この番、音が良い。リチャード・ウィリアムスのトランペットがとっても良く鳴っている。ブリリアントに朗々とトランペットが鳴る。トランペットの音がこれほど良く朗々と鳴っている盤も珍しい。バックバンドの音もキャンディドの音らしく、音の厚みと中低音域の充実した音圧が心地良い。
アップテンポの曲では優れたテクニックを駆使して、よどむこと無く流麗な運指でトランペットを吹き進めていく。スローテンポのバラードでは、ブラスの音をブリブリ振るわせるように響かせながら、説得力のある堅実なフレーズを滑らかに力強く吹き上げる。いや〜リチャード・ウィリアムスって上手いね〜、とほとほと感心する。
そんなトランペットの演奏の中で、特にバラードプレイが秀逸である。2曲目の「I Remember Clifford」、6曲目の「Over the Rainbow」のバラードプレイは落涙ものである。
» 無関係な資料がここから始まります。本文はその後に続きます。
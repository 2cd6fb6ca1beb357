//! # Error Types
//!
//! Domain-specific error types for stockflow-core.
//!
//! ## Error Hierarchy
//! ```text
//! ┌─────────────────────────────────────────────────────────────────────────┐
//! │                         Error Types                                     │
//! │                                                                         │
//! │  stockflow-core errors (this file)                                     │
//! │  ├── CoreError        - Ledger rule violations                         │
//! │  └── ValidationError  - Field-level input failures                     │
//! │                                                                         │
//! │  stockflow-db errors (separate crate)                                  │
//! │  ├── DbError          - Storage failures                               │
//! │  └── EngineError      - Row-numbered CoreError or DbError              │
//! │                                                                         │
//! │  stockflow-api errors                                                  │
//! │  └── ApiError         - What the UI sees (code, message, status)       │
//! │                                                                         │
//! │  Flow: ValidationError → CoreError → EngineError → ApiError → UI       │
//! └─────────────────────────────────────────────────────────────────────────┘
//! ```

use chrono::NaiveDate;
use thiserror::Error;

use crate::money::Money;
use crate::types::LocationKind;

// =============================================================================
// Core Error
// =============================================================================

/// Ledger rule violations.
///
/// Every variant is a client-side failure: the batch is rejected as a whole
/// and the message is shown to the user verbatim.
#[derive(Debug, Clone, PartialEq, Eq, Error)]
pub enum CoreError {
    /// Date string does not name a real calendar date.
    #[error("Invalid date '{value}': expected DD/MM/YYYY or YYYY-MM-DD")]
    InvalidDate { value: String },

    /// Quantity is not a positive integer within the row limit.
    #[error("Invalid quantity '{value}': must be a whole number between 1 and {max}")]
    InvalidQuantity { value: String, max: i64 },

    /// Monetary amount is malformed or not positive.
    #[error("Invalid amount '{value}'")]
    InvalidAmount { value: String },

    /// Decrement would drive a counter negative.
    ///
    /// ## User Workflow
    /// ```text
    /// Outflow row (qty: 15)
    ///      │
    ///      ▼
    /// Warehouse has 10
    ///      │
    ///      ▼
    /// InsufficientStock { available: 10, requested: 15 }
    ///      │
    ///      ▼
    /// UI shows: "Insufficient stock of P at W: available 10, requested 15"
    /// ```
    #[error(
        "Insufficient stock of {product_id} at {location_id}: available {available}, requested {requested}"
    )]
    InsufficientStock {
        location_id: String,
        product_id: String,
        available: i64,
        requested: i64,
    },

    /// Withdrawal exceeds the cash collected that day.
    #[error(
        "Withdrawal of {requested} on {date} exceeds available cash {available} at {sales_area_id} (short by {shortfall})"
    )]
    ExcessiveWithdrawal {
        sales_area_id: String,
        date: NaiveDate,
        available: Money,
        requested: Money,
        shortfall: Money,
    },

    /// Product id does not exist.
    #[error("Product not found: {0}")]
    ProductNotFound(String),

    /// Location id does not exist.
    #[error("Location not found: {0}")]
    LocationNotFound(String),

    /// Location exists but is the wrong kind for the operation.
    #[error("Location {location_id} is not a {expected}")]
    WrongLocationKind {
        location_id: String,
        expected: LocationKind,
    },

    /// Transfer between a location and itself.
    #[error("Source and destination are the same location: {0}")]
    SameLocation(String),

    /// Nothing to commit.
    #[error("Batch has no rows")]
    EmptyBatch,

    /// Batch exceeds [`crate::MAX_BATCH_ROWS`].
    #[error("Batch cannot have more than {max} rows")]
    BatchTooLarge { max: usize },

    /// Edit or removal of a staged row that does not exist.
    #[error("Row {index} does not exist (batch has {len} rows)")]
    RowIndexOutOfRange { index: usize, len: usize },

    /// Validation error (wraps ValidationError).
    #[error("Validation error: {0}")]
    Validation(#[from] ValidationError),
}

impl CoreError {
    /// Creates an InvalidQuantity error with the crate-wide row limit.
    pub fn invalid_quantity(value: impl Into<String>) -> Self {
        CoreError::InvalidQuantity {
            value: value.into(),
            max: crate::MAX_ROW_QUANTITY,
        }
    }
}

// =============================================================================
// Validation Error
// =============================================================================

/// Input validation errors.
#[derive(Debug, Clone, PartialEq, Eq, Error)]
pub enum ValidationError {
    /// A required field is missing or empty.
    #[error("{field} is required")]
    Required { field: String },

    /// Field value is too long.
    #[error("{field} must be at most {max} characters")]
    TooLong { field: String, max: usize },

    /// Numeric value is out of range.
    #[error("{field} must be between {min} and {max}")]
    OutOfRange { field: String, min: i64, max: i64 },

    /// Invalid format.
    #[error("{field} has invalid format: {reason}")]
    InvalidFormat { field: String, reason: String },
}

// =============================================================================
// Result Type Alias
// =============================================================================

/// Convenience type alias for Results with CoreError.
pub type CoreResult<T> = Result<T, CoreError>;

// =============================================================================
// Unit Tests
// =============================================================================
// Reduced depth ranking: depth graph → transitive reduction → separable
// arrangement → running rank counter along that arrangement

use super::{DepthRanker, Method, RankAssignment, RankingStrategy};
use crate::comparison::Relation;
use crate::dependency_graph::DependencyGraph;
use crate::error::Result;
use crate::quantile::QuantileComparer;

/// Re-ranks the depth graph along its separable arrangement
///
/// Walking the arrangement left to right, an object starts a new rank only
/// when its left neighbour is strictly better than it; otherwise it shares the
/// neighbour's rank. Depth levels whose adjacent members cannot be told apart
/// collapse into one rank, so this yields fewer levels than `DepthRanker`.
#[derive(Debug, Clone)]
pub struct ReducedDepthRanker<'a> {
    comparer: &'a QuantileComparer,
    depth: DepthRanker<'a>,
    reduced: Option<DependencyGraph>,
    arrangement: Vec<String>,
    assignment: Option<RankAssignment>,
}

impl<'a> ReducedDepthRanker<'a> {
    pub fn new(comparer: &'a QuantileComparer) -> Self {
        Self {
            comparer,
            depth: DepthRanker::new(comparer),
            reduced: None,
            arrangement: Vec::new(),
            assignment: None,
        }
    }

    pub(crate) fn comparer(&self) -> &'a QuantileComparer {
        self.comparer
    }

    /// The arrangement walked by the last `compute_ranks`
    pub fn arrangement(&self) -> &[String] {
        &self.arrangement
    }
}

impl RankingStrategy for ReducedDepthRanker<'_> {
    fn method(&self) -> Method {
        Method::DfgReduced
    }

    fn compute_ranks(&mut self) -> Result<()> {
        self.depth.compute_ranks()?;
        let mut graph = self.depth.dependency_graph()?;
        graph.transitive_reduction()?;
        let arrangement = graph.separable_arrangement()?;

        let mut assignment = RankAssignment::new();
        let mut rank = 0;
        let mut prev: Option<usize> = None;
        for object in &arrangement {
            let curr = self.comparer.index_of(object)?;
            if let Some(p) = prev {
                if self.comparer.relation(p, curr)? == Relation::Better {
                    rank += 1;
                }
            }
            assignment.insert(object, rank);
            prev = Some(curr);
        }
        tracing::debug!(
            objects = assignment.len(),
            levels = assignment.levels(),
            "reduced depth ranking computed"
        );

        self.reduced = Some(graph);
        self.arrangement = arrangement;
        self.assignment = Some(assignment);
        Ok(())
    }

    fn assignment(&self) -> Option<&RankAssignment> {
        self.assignment.as_ref()
    }

    /// The transitively reduced graph
    fn dependency_graph(&self) -> Result<DependencyGraph> {
        match &self.reduced {
            Some(graph) => Ok(graph.clone()),
            None => {
                let mut graph = DependencyGraph::from_comparer(self.comparer)?;
                graph.transitive_reduction()?;
                Ok(graph)
            }
        }
    }

    fn separable_arrangement(&mut self) -> Result<Vec<String>> {
        match self.reduced.as_mut() {
            Some(graph) => graph.separable_arrangement(),
            None => self.dependency_graph()?.separable_arrangement(),
        }
    }
}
主旋律を捻ること無く素直に朗々と吹き上げ、アドリブ・フレーズではスローテンポではあるが、揺らぎの無い堅実で芯のある音で惹き付ける。
フロントの相棒、レオ・ライトのアルトも大健闘、バックのリズム・セクションも良好なパフォーマンスを繰り広げていて、アルバム・トータルの出来としても上々。ハードバップなトランペットの好盤の一枚です。ジャズ盤の紹介本には、なぜかその名前が挙がることが少ない盤ですが、ジャズ者万民にお勧めの好盤です。
★震災から6年。決して忘れない。まだ6年。常に関与し続ける。がんばろう東北、がんばろう関東。自分の出来ることから、ずっとずっと復興に協力し続ける。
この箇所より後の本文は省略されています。